Economic Recovery series - Technology meets mining to re-imagine critical industryBy Ryan Noik 17 September 2020 | Categories: feature articles
While lockdown stages shift downward and the containment of the spread of the Covid-19 shows signs of success, the next pressing question becomes: how does the country recover economically?
It is undeniable that the South African economy has taken a beating in light of the Covid-19 virus and resulting lockdowns, with job losses being a casualty and a deepening economic recession being a weighty concern. This week Microsoft South Africa offered a glimmer of light for how technology can be used to reimagine a primary industry in South Africa – mining - and help the country regain some ground.

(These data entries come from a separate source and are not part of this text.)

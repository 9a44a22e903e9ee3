//! Logging setup with rotation support

use crate::error::{AppError, Result};
use log::LevelFilter;
use simplelog::{
    ColorChoice, CombinedLogger, ConfigBuilder, SharedLogger, TermLogger, TerminalMode,
    WriteLogger,
};
use std::fs::{self, OpenOptions};
use std::path::{Path, PathBuf};

/// Default log filename
const LOG_FILENAME: &str = "headset_status.log";

/// Logger setup
pub struct LogSetup {
    pub level: LevelFilter,
    /// `None` logs to the terminal only
    pub log_dir: Option<PathBuf>,
    pub max_file_size: u64,
    pub max_files: u32,
}

impl Default for LogSetup {
    fn default() -> Self {
        Self {
            level: LevelFilter::Warn,
            log_dir: None,
            max_file_size: 1024 * 1024, // 1MB
            max_files: 3,
        }
    }
}

/// Initialize the logging system. Terminal output goes to stderr so command
/// output on stdout stays machine readable.
pub fn init_logging(setup: LogSetup) -> Result<()> {
    let log_config = ConfigBuilder::new()
        .set_time_format_rfc3339()
        .set_target_level(LevelFilter::Error)
        .set_location_level(LevelFilter::Debug)
        .set_thread_level(LevelFilter::Off)
        .build();

    let mut loggers: Vec<Box<dyn SharedLogger>> = vec![TermLogger::new(
        setup.level,
        log_config.clone(),
        TerminalMode::Stderr,
        ColorChoice::Auto,
    )];

    let log_path = match &setup.log_dir {
        Some(dir) => {
            fs::create_dir_all(dir)?;
            let log_path = dir.join(LOG_FILENAME);
            rotate_logs(&log_path, setup.max_file_size, setup.max_files)?;

            let log_file = OpenOptions::new()
                .create(true)
                .append(true)
                .open(&log_path)
                .map_err(AppError::IoError)?;
            loggers.push(WriteLogger::new(setup.level, log_config, log_file));
            Some(log_path)
        }
        None => None,
    };

    CombinedLogger::init(loggers)
        .map_err(|e| AppError::ConfigError(format!("Logger init failed: {}", e)))?;

    log::debug!("Logging initialized at level {:?}", setup.level);
    if let Some(path) = log_path {
        log::debug!("Log file: {:?}", path);
    }

    Ok(())
}

/// Rotate log files if the current log exceeds max size
fn rotate_logs(log_path: &Path, max_size: u64, max_files: u32) -> Result<()> {
    if !log_path.exists() {
        return Ok(());
    }

    let metadata = fs::metadata(log_path)?;
    if metadata.len() < max_size {
        return Ok(());
    }

    // Delete oldest file if at max
    let oldest = log_path.with_extension(format!("log.{}", max_files));
    if oldest.exists() {
        fs::remove_file(&oldest)?;
    }

    for i in (1..max_files).rev() {
        let old_name = log_path.with_extension(format!("log.{}", i));
        let new_name = log_path.with_extension(format!("log.{}", i + 1));
        if old_name.exists() {
            fs::rename(&old_name, &new_name)?;
        }
    }

    fs::rename(log_path, log_path.with_extension("log.1"))?;

    Ok(())
}

/// Parse log level from string
pub fn parse_log_level(level_str: &str) -> LevelFilter {
    match level_str.to_lowercase().as_str() {
        "trace" => LevelFilter::Trace,
        "debug" => LevelFilter::Debug,
        "info" => LevelFilter::Info,
        "warn" | "warning" => LevelFilter::Warn,
        "error" => LevelFilter::Error,
        "off" => LevelFilter::Off,
        _ => LevelFilter::Warn,
    }
}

In a virtual round table, the tech titan unpacked how artificial intelligence and cloud technologies can enable that industry to “accelerate digital transformation to reimagine new and better ways of working, drive sustainable recovery, and transform mining communities.”

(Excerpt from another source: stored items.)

//! # Guidebook
//!
//! A static site generator for game mod field guides. The guide book a mod
//! ships in game — a tree of JSON category/entry files whose text bodies use
//! a small inline markup language — becomes a navigable multi-language HTML
//! site that players can read in a browser.
//!
//! # Architecture: One Pass Per Language
//!
//! Each configured language renders independently, in two phases:
//!
//! ```text
//! 1. Load     book/<lang>/  →  Book            (JSON files → document model)
//! 2. Render   Book          →  out/<lang>/     (link table → HTML pages)
//! ```
//!
//! Loading the whole model before rendering anything means cross-references
//! resolve regardless of declaration order: an early entry can link to a late
//! one because the link table is complete before the first page renders.
//! Generated images (copied textures, knapping rasters) land in a single
//! `out/_images/` directory shared by every language, deduplicated per run.
//!
//! # Module Map
//!
//! | Module | Role |
//! |--------|------|
//! | [`site`] | Walks the book tree, builds the model, writes the HTML site |
//! | [`model`] | Document model: categories, entries, typed page variants |
//! | [`markup`] | The inline markup formatter — text bodies to safe HTML fragments |
//! | [`render`] | Page dispatcher — one fixed fragment sequence per page kind |
//! | [`recipe`] | Recipe JSON loading and table rendering |
//! | [`knapping`] | 5×5 pattern rasterizer, content-addressed PNG output |
//! | [`images`] | Logical image ids → flattened copies under `_images/` |
//! | [`context`] | Per-language render state: link table, caches, diagnostics |
//! | [`config`] | `guidebook.toml` loading: palette, keybinds, languages |
//!
//! # Design Decisions
//!
//! ## Degrade, Don't Die
//!
//! A guide book is written by modders, not validated by a schema, and a
//! thousand-entry book with one broken link should still build. Renderer-level
//! code is therefore total: malformed markup renders as literal text, a
//! missing recipe file renders as nothing, an unknown page type renders as
//! nothing — each with a diagnostic recorded on the [`context::RenderContext`]
//! and mirrored to `tracing`. Only file-level failures (unreadable or
//! unparsable JSON) skip anything, and then only that one file. The run ends
//! with a warning/error tally instead of a stack trace.
//!
//! ## Maud Over Template Engines
//!
//! Page chrome is generated with [Maud](https://maud.lambda.xyz/), a
//! compile-time HTML macro system: malformed HTML is a build error and all
//! interpolation is auto-escaped. Page *bodies* are accumulated as string
//! fragments instead — the markup formatter produces HTML incrementally from
//! a recursive-descent parse, which maps naturally onto a buffer of escaped
//! pieces rather than onto a single typed template.
//!
//! ## Content-Addressed Images
//!
//! Knapping rasters are named by a hash of their pixel content, and copied
//! textures by their flattened logical id. Both are cached per run, so a
//! pattern used by fifty recipes is encoded once and a texture shown on ten
//! pages is copied once. There is no persistent cache: every run regenerates
//! the site from scratch.

pub mod config;
pub mod context;
pub mod images;
pub mod knapping;
pub mod markup;
pub mod model;
pub mod recipe;
pub mod render;
pub mod site;

#[cfg(test)]
pub(crate) mod test_helpers;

The focus on mining comes in the wake of the launch of Microsoft’s Mining Core – AI Centre of Excellence for Mining facility in Johannesburg earlier this month. Microsoft reiterated that the Mining Core, makes use of Microsoft’s extensive partner ecosystem. It further allows customers to immerse themselves in emerging technologies to build and create solutions that not only overcome specific business challenges but also broadly enable the sector to grow and prosper.

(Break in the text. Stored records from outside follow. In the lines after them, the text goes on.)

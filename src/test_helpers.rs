//! Shared helpers for unit tests.

use crate::config::SiteConfig;
use crate::context::{LinkTarget, RenderContext};
use std::path::PathBuf;

/// A context over dummy paths, for tests that never touch the filesystem.
pub(crate) fn test_context() -> RenderContext {
    RenderContext::new(
        SiteConfig::default(),
        PathBuf::from("assets"),
        PathBuf::from("data"),
        PathBuf::from("out/_images"),
    )
}

/// A context whose image/data directories live under a temp dir, laid out as
/// `<root>/assets`, `<root>/data`, `<root>/out/_images` (all created).
pub(crate) fn disk_context(root: &std::path::Path) -> RenderContext {
    let assets = root.join("assets");
    let data = root.join("data");
    let images = root.join("out").join("_images");
    std::fs::create_dir_all(&assets).unwrap();
    std::fs::create_dir_all(&data).unwrap();
    std::fs::create_dir_all(&images).unwrap();
    RenderContext::new(SiteConfig::default(), assets, data, images)
}

/// Register a link target with matching path and name.
pub(crate) fn register(ctx: &mut RenderContext, key: &str, path: &str, name: &str) {
    ctx.register_link(
        key,
        LinkTarget {
            path: path.to_string(),
            name: name.to_string(),
        },
    );
}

“Mining is a critical industry in South Africa, and has historically been a major contributor to the country’s GDP, tax revenue and employment: last year alone, the mining sector employed over 450 000 people, contributed R24.3 billion in taxes and R360.9 billion to GDP,” noted Amr Kamel, Enterprise Director at Microsoft South Africa.
The sector’s importance to the economy is undeniable – but it has faced challenges in recent years. These include declining output, weakening global cost competitiveness based on the volatility of commodity prices, regulatory uncertainty and unreliable energy supply, according to a report by the Minerals Council.
Microsoft pointed out that, combined with the impact of the COVID-19 pandemic, it, like so many sectors, needs solutions that can shift and boost it to regain its competitiveness so that the sector can become a key contributor and driver of economic recovery in the wake of the pandemic.
It is poetic that the key to achieving those goals lies in the marriage between technology, the sector that is traditionally future focused, and mining, one of the country’s oldest sectors.
Nonetheless, accelerated digital transformation, and the introduction of solutions through emerging technologies such as AI, the Internet of Things and data analytics, the company stressed that these have the power to help the mining industry adapt, reinvent and transform in a sustainable and responsible way.
“Together with our partner ecosystem, we are working to help our customers to navigate three phases – response, recovery, and reimagine – in order to maintain continuity, remain open, drive operational performance and create new business models even in the most difficult of circumstances,” continued Kamel.
Solutions, which are conceptualised and built collaboratively, are anchored in four main areas: community services and social impact; health and safety; environment; and responsible digital transformation.
- Community involvement and engagement is vital for mining companies, and these organisations can use technology to play an important part in empowering surrounding communities. This includes building critical digital literacy skills that will help the employability of community members, as well as introducing solutions in areas like healthcare, education, agriculture and community support services.
- Emerging technologies can also help with health and safety, which is always a priority but particularly so in the face of a pandemic. Introducing solutions using technologies like autonomous systems such as drones, drills and vehicles, cognitive services and video analytics for safety management, such as detecting if a worker is wearing a hardhat or protective clothing, can make an impact. These kinds of technologies can also be used to support and manage health and safety protocols related to the pandemic, including social distancing and hygiene measures.
- Mining companies are also increasingly using digital solutions to enable sustainable recovery and decrease their environmental footprint, using them to reduce water consumption, waste and work towards being carbon neutral or even carbon negative. A growing trend is companies operating in coal, specifically, pivoting to renewables.
- Above all, solutions that are introduced need to have responsible digital transformation and AI at their heart. “Responsible AI needs good guiding principles to ensure that systems are fair, reliable and safe, private and secure, inclusive, transparent and accountable, and we use our rich partner ecosystem to help with this.
“Digital is the future of mining, and the question now is how quickly companies in the sector can transform to drive growth. This requires partnering with technology companies like Microsoft to reimagine solutions that address specific business challenges and improve operational performance and efficiencies,” concluded Kamel.